Mucha gente no cree en el celibato de los curas
Mons. Aguer puso de relieve, igualmente, que «una de las exhortaciones que el Pontifical dirige al diácono que va a ordenarse, reza: conserva el misterio de la fe con pureza de alma. La pureza tiene aquí un sentido integral, puede referirse a la transparencia, sin reservas ni disimulos, de la personalidad cristiana y diaconal, pero por asociación indica asimismo el compromiso que se adquiere al adoptar el celibato como modo de vida. La Iglesia lo considera signo de caridad pastoral, y a la vez un estímulo para practicarla; así podemos, al amar a Cristo con un corazón indiviso, recordar a todos la primacía absoluta del amor a Dios -el primer mandamiento-, mostrarles que solo Dios basta».

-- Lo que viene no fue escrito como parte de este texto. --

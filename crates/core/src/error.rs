#[derive(Debug, thiserror::Error)]
pub enum CoreError {
    #[error("{entity} not found")]
    NotFound { entity: &'static str, id: String },

    #[error("Invalid {} ID", .entity.to_lowercase())]
    InvalidId { entity: &'static str, id: String },

    #[error("{0}")]
    Validation(String),

    #[error("Internal error: {0}")]
    Internal(String),
}

impl CoreError {
    pub fn project_not_found(id: &str) -> Self {
        Self::NotFound {
            entity: "Project",
            id: id.to_string(),
        }
    }

    pub fn task_not_found(id: &str) -> Self {
        Self::NotFound {
            entity: "Task",
            id: id.to_string(),
        }
    }
}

Recordó, en tal sentido, que «Pío XI llamaba al celibato perla brillantísima del sacerdocio católico (Enc. Ad catholici sacerdotii fastigium, 1935). En una época pansexualista como la nuestra es oportuno advertir que quien asume el celibato intenta, con la gracia de Dios, integrar su sexualidad plena e indudablemente varonil en el todo de una personalidad que se consagra virginalmente al Señor. De allí la libertad para el servicio y la peculiar fecundidad que debe brotar de él.

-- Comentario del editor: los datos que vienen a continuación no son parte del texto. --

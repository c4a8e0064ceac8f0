//! Project/task operations over a [`ProjectStore`].
//!
//! Check order for every operation: id syntax, then input validation, then
//! existence (project before task). Validation always completes before the
//! first store call, so a rejected request never writes anything.

use std::collections::HashMap;
use std::sync::Arc;

use crate::error::CoreError;
use crate::project::{CreateProject, Project, ProjectWithTasks, UpdateProject};
use crate::store::ProjectStore;
use crate::task::{CreateTask, Task, UpdateTask};

/// Cheaply cloneable handle over the injected store.
#[derive(Clone)]
pub struct TaskBoard {
    store: Arc<dyn ProjectStore>,
}

impl TaskBoard {
    pub fn new(store: Arc<dyn ProjectStore>) -> Self {
        Self { store }
    }

    pub fn store(&self) -> &Arc<dyn ProjectStore> {
        &self.store
    }

    // -----------------------------------------------------------------------
    // Projects
    // -----------------------------------------------------------------------

    /// All projects newest first, each joined with its tasks.
    pub async fn list_projects(&self) -> Result<Vec<ProjectWithTasks>, CoreError> {
        let projects = self.store.list_projects().await?;
        let ids: Vec<String> = projects.iter().map(|p| p.id.clone()).collect();

        let mut by_project: HashMap<String, Vec<Task>> = HashMap::new();
        for task in self.store.list_tasks_for_projects(&ids).await? {
            by_project
                .entry(task.project_id.clone())
                .or_default()
                .push(task);
        }

        Ok(projects
            .into_iter()
            .map(|project| {
                let tasks = by_project.remove(&project.id).unwrap_or_default();
                ProjectWithTasks::new(project, tasks)
            })
            .collect())
    }

    pub async fn get_project(&self, id: &str) -> Result<ProjectWithTasks, CoreError> {
        self.store.check_project_id(id)?;
        let project = self
            .store
            .find_project(id)
            .await?
            .ok_or_else(|| CoreError::project_not_found(id))?;
        self.with_tasks(project).await
    }

    pub async fn create_project(
        &self,
        input: &CreateProject,
    ) -> Result<ProjectWithTasks, CoreError> {
        let new = input.validate()?;
        let project = self.store.create_project(&new).await?;
        tracing::info!(
            project_id = %project.id,
            backend = self.store.backend_name(),
            "Project created"
        );
        Ok(ProjectWithTasks::new(project, Vec::new()))
    }

    pub async fn update_project(
        &self,
        id: &str,
        input: &UpdateProject,
    ) -> Result<ProjectWithTasks, CoreError> {
        self.store.check_project_id(id)?;
        let changes = input.validate()?;
        let project = self
            .store
            .update_project(id, &changes)
            .await?
            .ok_or_else(|| CoreError::project_not_found(id))?;
        self.with_tasks(project).await
    }

    /// Delete a project and, unconditionally, all of its tasks.
    pub async fn delete_project(&self, id: &str) -> Result<Project, CoreError> {
        self.store.check_project_id(id)?;
        let project = self
            .store
            .delete_project(id)
            .await?
            .ok_or_else(|| CoreError::project_not_found(id))?;
        tracing::info!(project_id = %id, "Project deleted with its tasks");
        Ok(project)
    }

    // -----------------------------------------------------------------------
    // Tasks
    // -----------------------------------------------------------------------

    pub async fn list_tasks(&self, project_id: &str) -> Result<Vec<Task>, CoreError> {
        self.store.check_project_id(project_id)?;
        self.require_project(project_id).await?;
        self.store.list_tasks(project_id).await
    }

    pub async fn get_task(&self, project_id: &str, task_id: &str) -> Result<Task, CoreError> {
        self.check_ids(project_id, task_id)?;
        self.require_project(project_id).await?;
        self.store
            .find_task(project_id, task_id)
            .await?
            .ok_or_else(|| CoreError::task_not_found(task_id))
    }

    pub async fn create_task(
        &self,
        project_id: &str,
        input: &CreateTask,
    ) -> Result<Task, CoreError> {
        self.store.check_project_id(project_id)?;
        let new = input.validate()?;
        let task = self
            .store
            .create_task(project_id, &new)
            .await?
            .ok_or_else(|| CoreError::project_not_found(project_id))?;
        tracing::info!(project_id, task_id = %task.id, status = %task.status, "Task created");
        Ok(task)
    }

    pub async fn update_task(
        &self,
        project_id: &str,
        task_id: &str,
        input: &UpdateTask,
    ) -> Result<Task, CoreError> {
        self.check_ids(project_id, task_id)?;
        let changes = input.validate()?;
        self.require_project(project_id).await?;
        self.store
            .update_task(project_id, task_id, &changes)
            .await?
            .ok_or_else(|| CoreError::task_not_found(task_id))
    }

    pub async fn delete_task(&self, project_id: &str, task_id: &str) -> Result<Task, CoreError> {
        self.check_ids(project_id, task_id)?;
        self.require_project(project_id).await?;
        self.store
            .delete_task(project_id, task_id)
            .await?
            .ok_or_else(|| CoreError::task_not_found(task_id))
    }

    // -----------------------------------------------------------------------
    // Helpers
    // -----------------------------------------------------------------------

    fn check_ids(&self, project_id: &str, task_id: &str) -> Result<(), CoreError> {
        self.store.check_project_id(project_id)?;
        self.store.check_task_id(task_id)
    }

    async fn require_project(&self, id: &str) -> Result<Project, CoreError> {
        self.store
            .find_project(id)
            .await?
            .ok_or_else(|| CoreError::project_not_found(id))
    }

    async fn with_tasks(&self, project: Project) -> Result<ProjectWithTasks, CoreError> {
        let tasks = self.store.list_tasks(&project.id).await?;
        Ok(ProjectWithTasks::new(project, tasks))
    }
}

«Mucha gente no cree en el celibato de los curas, es decir, no cree que lo cumplan -es verdad que en algunos casos, desgraciadamente, tienen razón-; es una desconfianza que existió siempre, pero que hoy día parece exacerbada a causa de las tendencias culturales predominantes. Puede imponerse, sin embargo, poco a poco, discretamente, con la naturalidad propia de lo que es de veras auténtico, la imagen serena, alegre, normalísima del sacerdote célibe, que suscite admiración y estima, que ayude a los jóvenes a comprender rectamente el valor de la sexualidad y despierte, como buen instrumento de la Providencia, muchas vocaciones a la consagración virginal».